- **EXERCISE INSTRUCTIONS**:
Output the records that follow exactly as they are written.

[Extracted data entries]
● ● ●
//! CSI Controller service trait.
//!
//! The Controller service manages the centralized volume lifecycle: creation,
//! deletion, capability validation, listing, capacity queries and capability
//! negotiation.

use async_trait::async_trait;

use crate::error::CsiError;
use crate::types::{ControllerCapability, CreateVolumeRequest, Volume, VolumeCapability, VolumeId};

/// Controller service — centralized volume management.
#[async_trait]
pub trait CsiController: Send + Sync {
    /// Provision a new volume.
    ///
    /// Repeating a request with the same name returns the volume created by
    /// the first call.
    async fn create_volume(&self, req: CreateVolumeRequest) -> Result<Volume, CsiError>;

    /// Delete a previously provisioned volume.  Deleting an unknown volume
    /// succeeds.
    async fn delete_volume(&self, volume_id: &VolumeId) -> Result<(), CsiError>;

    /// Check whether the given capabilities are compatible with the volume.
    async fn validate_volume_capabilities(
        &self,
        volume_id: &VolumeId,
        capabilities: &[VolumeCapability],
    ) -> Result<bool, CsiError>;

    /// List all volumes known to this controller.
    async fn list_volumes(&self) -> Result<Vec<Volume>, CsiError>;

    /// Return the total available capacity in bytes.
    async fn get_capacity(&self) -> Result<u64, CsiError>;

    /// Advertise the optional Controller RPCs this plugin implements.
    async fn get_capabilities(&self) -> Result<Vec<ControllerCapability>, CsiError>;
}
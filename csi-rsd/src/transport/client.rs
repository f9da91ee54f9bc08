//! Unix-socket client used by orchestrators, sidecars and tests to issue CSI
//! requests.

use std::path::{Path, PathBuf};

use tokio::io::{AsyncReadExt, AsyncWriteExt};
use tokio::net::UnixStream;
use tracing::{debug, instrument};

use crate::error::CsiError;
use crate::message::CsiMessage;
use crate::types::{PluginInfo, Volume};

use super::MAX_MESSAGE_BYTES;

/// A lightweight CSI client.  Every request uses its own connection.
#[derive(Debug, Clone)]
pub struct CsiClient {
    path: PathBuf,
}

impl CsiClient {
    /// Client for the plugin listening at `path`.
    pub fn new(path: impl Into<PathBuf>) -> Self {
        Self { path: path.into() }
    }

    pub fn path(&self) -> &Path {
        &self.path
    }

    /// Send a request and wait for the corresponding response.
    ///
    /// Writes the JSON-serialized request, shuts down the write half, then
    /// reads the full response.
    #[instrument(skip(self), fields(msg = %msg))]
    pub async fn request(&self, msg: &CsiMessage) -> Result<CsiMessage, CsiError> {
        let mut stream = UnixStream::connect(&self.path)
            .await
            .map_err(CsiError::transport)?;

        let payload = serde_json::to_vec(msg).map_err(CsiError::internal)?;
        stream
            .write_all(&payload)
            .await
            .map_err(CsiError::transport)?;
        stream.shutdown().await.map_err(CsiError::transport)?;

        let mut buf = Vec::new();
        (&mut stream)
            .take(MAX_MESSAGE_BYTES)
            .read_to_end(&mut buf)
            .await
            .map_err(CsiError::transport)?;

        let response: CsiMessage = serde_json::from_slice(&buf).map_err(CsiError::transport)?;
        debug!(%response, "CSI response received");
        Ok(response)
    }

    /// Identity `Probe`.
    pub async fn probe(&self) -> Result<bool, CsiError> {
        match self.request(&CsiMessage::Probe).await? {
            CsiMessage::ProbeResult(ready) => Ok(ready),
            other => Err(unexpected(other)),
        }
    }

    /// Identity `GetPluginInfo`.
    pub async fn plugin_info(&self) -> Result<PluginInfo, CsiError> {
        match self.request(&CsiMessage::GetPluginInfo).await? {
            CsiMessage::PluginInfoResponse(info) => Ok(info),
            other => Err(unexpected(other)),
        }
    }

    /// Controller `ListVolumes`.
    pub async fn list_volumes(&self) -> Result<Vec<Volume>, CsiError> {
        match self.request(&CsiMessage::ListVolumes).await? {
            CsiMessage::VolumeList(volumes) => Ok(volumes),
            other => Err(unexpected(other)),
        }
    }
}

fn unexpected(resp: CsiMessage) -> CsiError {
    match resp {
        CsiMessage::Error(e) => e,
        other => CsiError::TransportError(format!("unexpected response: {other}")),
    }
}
● ● ●
- **EXERCISE RESPONSE**:
//! CSI Controller service trait.
//!
//! The Controller service manages the centralized volume lifecycle: creation,
//! deletion, capability validation, listing, capacity queries and capability
//! negotiation.

use async_trait::async_trait;

use crate::error::CsiError;
use crate::types::{ControllerCapability, CreateVolumeRequest, Volume, VolumeCapability, VolumeId};

/// Controller service — centralized volume management.
#[async_trait]
pub trait CsiController: Send + Sync {
    /// Provision a new volume.
    ///
    /// Repeating a request with the same name returns the volume created by
    /// the first call.
    async fn create_volume(&self, req: CreateVolumeRequest) -> Result<Volume, CsiError>;

    /// Delete a previously provisioned volume.  Deleting an unknown volume
    /// succeeds.
    async fn delete_volume(&self, volume_id: &VolumeId) -> Result<(), CsiError>;

    /// Check whether the given capabilities are compatible with the volume.
    async fn validate_volume_capabilities(
        &self,
        volume_id: &VolumeId,
        capabilities: &[VolumeCapability],
    ) -> Result<bool, CsiError>;

    /// List all volumes known to this controller.
    async fn list_volumes(&self) -> Result<Vec<Volume>, CsiError>;

    /// Return the total available capacity in bytes.
    async fn get_capacity(&self) -> Result<u64, CsiError>;

    /// Advertise the optional Controller RPCs this plugin implements.
    async fn get_capabilities(&self) -> Result<Vec<ControllerCapability>, CsiError>;
}
filename csi-rsd/src/transport/client.rs
repository f9da91ee54f9bc08
//! Unix-socket client used by orchestrators, sidecars and tests to issue CSI
//! requests.

use std::path::{Path, PathBuf};

use tokio::io::{AsyncReadExt, AsyncWriteExt};
use tokio::net::UnixStream;
use tracing::{debug, instrument};

use crate::error::CsiError;
use crate::message::CsiMessage;
use crate::types::{PluginInfo, Volume};

use super::MAX_MESSAGE_BYTES;

/// A lightweight CSI client.  Every request uses its own connection.
#[derive(Debug, Clone)]
pub struct CsiClient {
    path: PathBuf,
}

impl CsiClient {
    /// Client for the plugin listening at `path`.
    pub fn new(path: impl Into<PathBuf>) -> Self {
        Self { path: path.into() }
    }

    pub fn path(&self) -> &Path {
        &self.path
    }

    /// Send a request and wait for the corresponding response.
    ///
    /// Writes the JSON-serialized request, shuts down the write half, then
    /// reads the full response.
    #[instrument(skip(self), fields(msg = %msg))]
    pub async fn request(&self, msg: &CsiMessage) -> Result<CsiMessage, CsiError> {
        let mut stream = UnixStream::connect(&self.path)
            .await
            .map_err(CsiError::transport)?;

        let payload = serde_json::to_vec(msg).map_err(CsiError::internal)?;
        stream
            .write_all(&payload)
            .await
            .map_err(CsiError::transport)?;
        stream.shutdown().await.map_err(CsiError::transport)?;

        let mut buf = Vec::new();
        (&mut stream)
            .take(MAX_MESSAGE_BYTES)
            .read_to_end(&mut buf)
            .await
            .map_err(CsiError::transport)?;

        let response: CsiMessage = serde_json::from_slice(&buf).map_err(CsiError::transport)?;
        debug!(%response, "CSI response received");
        Ok(response)
    }

    /// Identity `Probe`.
    pub async fn probe(&self) -> Result<bool, CsiError> {
        match self.request(&CsiMessage::Probe).await? {
            CsiMessage::ProbeResult(ready) => Ok(ready),
            other => Err(unexpected(other)),
        }
    }

    /// Identity `GetPluginInfo`.
    pub async fn plugin_info(&self) -> Result<PluginInfo, CsiError> {
        match self.request(&CsiMessage::GetPluginInfo).await? {
            CsiMessage::PluginInfoResponse(info) => Ok(info),
            other => Err(unexpected(other)),
        }
    }

    /// Controller `ListVolumes`.
    pub async fn list_volumes(&self) -> Result<Vec<Volume>, CsiError> {
        match self.request(&CsiMessage::ListVolumes).await? {
            CsiMessage::VolumeList(volumes) => Ok(volumes),
            other => Err(unexpected(other)),
        }
    }
}

fn unexpected(resp: CsiMessage) -> CsiError {
    match resp {
        CsiMessage::Error(e) => e,
        other => CsiError::TransportError(format!("unexpected response: {other}")),
    }
}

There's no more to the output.